■ TO DO: Work through the data below and state how many lines contain "level", giving that number alone.

# # # # #

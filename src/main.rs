// Copyright 2019-2022 Adam Greig
// Licensed under the Apache-2.0 and MIT licenses.

use std::{fs::File, time::{Duration, Instant}};
use anyhow::Context;
use clap::{Command, Arg, ArgAction, crate_description, crate_version};
use clap_num::maybe_hex;
use indicatif::{ProgressBar, ProgressStyle};

use mpsseflash::{Clock, Erase, Flash, FtdiConfig, FtdiInfo, FtdiTransport, Mode, NoProgress,
                 Phase, Pins, Progress, run};
use mpsseflash::ftdi::{DeviceSpec, Interface};

/// Default length of reads when no size is given.
const DEFAULT_READ_SIZE: usize = 256 * 1024;

const PROGRESS_TPL: &str = " {msg:<12} [{bar:40}] {pos:>3}% ({elapsed})";
const PROGRESS_CHARS: &str = "=> ";

#[allow(clippy::cognitive_complexity)]
fn main() -> anyhow::Result<()> {
    let matches = Command::new("mpsseflash")
        .version(crate_version!())
        .about(crate_description!())
        .arg(Arg::new("file")
             .help("Image to program or verify, or destination file in read mode")
             .required_unless_present_any(["test", "bulk-erase", "list"]))
        .arg(Arg::new("quiet")
             .help("Suppress informative output and raise log level to errors only")
             .long("quiet")
             .short('q')
             .action(ArgAction::SetTrue))
        .arg(Arg::new("verbose")
             .help("Increase log level, specify once for info, twice for debug, three times for trace")
             .long("verbose")
             .short('v')
             .action(ArgAction::Count)
             .conflicts_with("quiet"))
        .arg(Arg::new("list")
             .help("List connected FTDI adapters")
             .long("list")
             .short('l')
             .action(ArgAction::SetTrue))
        .arg(Arg::new("device")
             .help("Adapter to use: d:BUS/ADDR, i:VID:PID[:INDEX] or s:VID:PID:SERIAL")
             .long("device")
             .short('d')
             .action(ArgAction::Set)
             .default_value("i:0x0403:0x6010")
             .value_parser(|s: &str| s.parse::<DeviceSpec>()))
        .arg(Arg::new("interface")
             .help("Adapter interface to use")
             .long("interface")
             .short('I')
             .action(ArgAction::Set)
             .default_value("A")
             .value_parser(|s: &str| s.parse::<Interface>()))
        .arg(Arg::new("divisor")
             .help("Divisor of the 60MHz MPSSE clock, an even number from 2 to 131072")
             .long("divisor")
             .action(ArgAction::Set)
             .default_value("18")
             .value_parser(divisor))
        .arg(Arg::new("offset")
             .help("Start address in flash (decimal, or hex with 0x prefix; k and M suffixes allowed)")
             .long("offset")
             .short('o')
             .action(ArgAction::Set)
             .default_value("0")
             .value_parser(size::<u32>))
        .arg(Arg::new("read")
             .help("Read 256kB of flash contents into the file")
             .long("read")
             .short('r')
             .action(ArgAction::SetTrue)
             .conflicts_with_all(["check", "test"]))
        .arg(Arg::new("read-size")
             .help("Read the given number of bytes of flash contents into the file")
             .long("read-size")
             .short('R')
             .action(ArgAction::Set)
             .value_parser(size::<usize>)
             .conflicts_with_all(["check", "test"]))
        .arg(Arg::new("check")
             .help("Do not write the flash, only verify it against the file")
             .long("check")
             .short('c')
             .action(ArgAction::SetTrue)
             .conflicts_with("test"))
        .arg(Arg::new("test")
             .help("Only read and print the flash ID")
             .long("test")
             .short('t')
             .action(ArgAction::SetTrue))
        .arg(Arg::new("bulk-erase")
             .help("Erase the entire flash before writing, or only erase if no file is given")
             .long("bulk-erase")
             .short('b')
             .action(ArgAction::SetTrue)
             .conflicts_with_all(["no-erase", "read", "read-size", "check", "test"]))
        .arg(Arg::new("no-erase")
             .help("Do not erase the flash before writing")
             .long("no-erase")
             .short('n')
             .action(ArgAction::SetTrue)
             .conflicts_with_all(["read", "read-size", "check", "test"]))
        .arg(Arg::new("verify")
             .help("Disable readback verification after writing")
             .long("no-verify")
             .action(ArgAction::SetFalse))
        .get_matches();

    let t0 = Instant::now();
    let quiet = matches.get_flag("quiet");
    let verbose = matches.get_count("verbose");
    let env = if quiet {
        env_logger::Env::default().default_filter_or("error")
    } else if verbose == 0 {
        env_logger::Env::default().default_filter_or("warn")
    } else if verbose == 1 {
        env_logger::Env::default().default_filter_or("info")
    } else if verbose == 2 {
        env_logger::Env::default().default_filter_or("debug")
    } else {
        env_logger::Env::default().default_filter_or("trace")
    };
    env_logger::Builder::from_env(env).format_timestamp(None).init();

    // Listing adapters does not require opening one,
    // so we just list them and quit early.
    if matches.get_flag("list") {
        print_adapter_list();
        return Ok(());
    }

    let offset = matches.get_one::<u32>("offset").copied().unwrap_or(0);
    let path = matches.get_one::<String>("file");
    let read_size = matches.get_one::<usize>("read-size").copied()
        .or_else(|| if matches.get_flag("read") { Some(DEFAULT_READ_SIZE) } else { None });

    // Load the image before touching the adapter, except in read mode
    // where the file is the destination.
    let image = match path {
        Some(path) if read_size.is_none() && !matches.get_flag("test") => {
            let data = std::fs::read(path)
                .with_context(|| format!("Could not read image file {}", path))?;
            log::info!("Loaded {} bytes from {}", data.len(), path);
            Some(data)
        },
        _ => None,
    };

    let config = FtdiConfig {
        device: matches.get_one::<DeviceSpec>("device").cloned().unwrap_or_default(),
        interface: matches.get_one::<Interface>("interface").copied().unwrap_or_default(),
        clock: Clock::new(matches.get_one::<u32>("divisor").copied().unwrap_or(18)),
        pins: Pins::default(),
    };
    let clock = config.clock;
    if !quiet {
        println!("MPSSE clock: {:.1}MHz / {} = {:.3}MHz SPI clock",
                 clock.base_mhz(), clock.divisor(), clock.spi_hz() / 1e6);
    }

    let transport = FtdiTransport::open(&config)?;
    if !quiet { println!("Opened {} interface {}", transport.chip(), config.interface) };
    let flash = Flash::new(transport, config.clock, config.pins);

    let mut bars = Bars::default();
    let mut none = NoProgress;
    let progress: &mut dyn Progress = if quiet { &mut none } else { &mut bars };

    let part = if matches.get_flag("test") {
        run(flash, offset, Mode::Identify, progress)?
    } else if let Some(length) = read_size {
        let path = path.context("No file given to read into")?;
        let mut file = File::create(path)
            .with_context(|| format!("Could not create output file {}", path))?;
        run(flash, offset, Mode::Read { length, sink: &mut file }, progress)?
    } else if let Some(image) = &image {
        let mode = if matches.get_flag("check") {
            Mode::Verify { image }
        } else {
            let erase = if matches.get_flag("bulk-erase") {
                Erase::Bulk
            } else if matches.get_flag("no-erase") {
                Erase::Skip
            } else {
                Erase::Sectors
            };
            Mode::Program { image, erase, verify: matches.get_flag("verify") }
        };
        run(flash, offset, mode, progress)?
    } else {
        run(flash, offset, Mode::BulkErase, progress)?
    };

    if matches.get_flag("test") || !quiet {
        let id = part.signature();
        println!("Flash ID: {:02X} {:02X} {:02X}", id[0], id[1], id[2]);
        println!("Flash: {}", part);
    }

    let t1 = t0.elapsed();
    if !quiet {
        println!("Finished in {}.{:02}s", t1.as_secs(), t1.subsec_millis()/10);
    }

    Ok(())
}

/// Parse a size or address, in decimal or 0x-prefixed hex, with an optional
/// k (1024) or M (1048576) suffix.
fn size<T: std::convert::TryFrom<u64>>(s: &str) -> Result<T, String> {
    let (digits, scale) = if let Some(d) = s.strip_suffix('k') {
        (d, 1024)
    } else if let Some(d) = s.strip_suffix('M') {
        (d, 1024 * 1024)
    } else {
        (s, 1)
    };
    let value = maybe_hex::<u64>(digits)?
        .checked_mul(scale)
        .ok_or_else(|| format!("{} is too large", s))?;
    T::try_from(value).map_err(|_| format!("{} is too large", s))
}

fn divisor(s: &str) -> Result<u32, String> {
    let divisor = maybe_hex::<u32>(s)?;
    if (2..=131072).contains(&divisor) && divisor % 2 == 0 {
        Ok(divisor)
    } else {
        Err("divisor must be an even number from 2 to 131072".to_owned())
    }
}

fn print_adapter_list() {
    let adapters = FtdiInfo::list();
    if adapters.is_empty() {
        println!("No FTDI adapters found.");
    } else {
        println!("Found {} FTDI adapter{}:", adapters.len(),
                 if adapters.len() == 1 { "" } else { "s" });
        for adapter in adapters {
            println!("  {}", adapter);
        }
    }
}

/// Draws one progress bar per phase on the terminal.
#[derive(Default)]
struct Bars {
    bar: Option<ProgressBar>,
}

impl Progress for Bars {
    fn begin(&mut self, phase: Phase, total: usize) {
        let pb = if total == 0 {
            let pb = ProgressBar::new_spinner();
            pb.enable_steady_tick(Duration::from_millis(100));
            pb
        } else {
            let style = ProgressStyle::with_template(PROGRESS_TPL)
                .unwrap_or_else(|_| ProgressStyle::default_bar())
                .progress_chars(PROGRESS_CHARS);
            ProgressBar::new(100).with_style(style)
        };
        pb.set_message(phase.to_string());
        self.bar = Some(pb);
    }

    fn step(&mut self, _phase: Phase, percent: u32) {
        if let Some(pb) = &self.bar {
            pb.set_position(percent as u64);
        }
    }

    fn end(&mut self, _phase: Phase) {
        if let Some(pb) = self.bar.take() {
            pb.finish();
        }
    }
}

#[cfg(test)]
mod tests {
    use super::*;

    #[test]
    fn test_size() {
        assert_eq!(size::<usize>("256"), Ok(256));
        assert_eq!(size::<usize>("0x100"), Ok(256));
        assert_eq!(size::<usize>("256k"), Ok(256 * 1024));
        assert_eq!(size::<u32>("2M"), Ok(2 * 1024 * 1024));
        assert_eq!(size::<u32>("0x10k"), Ok(16 * 1024));
        assert!(size::<u32>("8192M").is_err());
        assert!(size::<usize>("12q").is_err());
    }

    #[test]
    fn test_divisor() {
        assert_eq!(divisor("18"), Ok(18));
        assert_eq!(divisor("2"), Ok(2));
        assert_eq!(divisor("131072"), Ok(131072));
        assert!(divisor("17").is_err());
        assert!(divisor("0").is_err());
        assert!(divisor("131074").is_err());
    }
}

# # # # #

■ PROBLEM SOLUTION: 2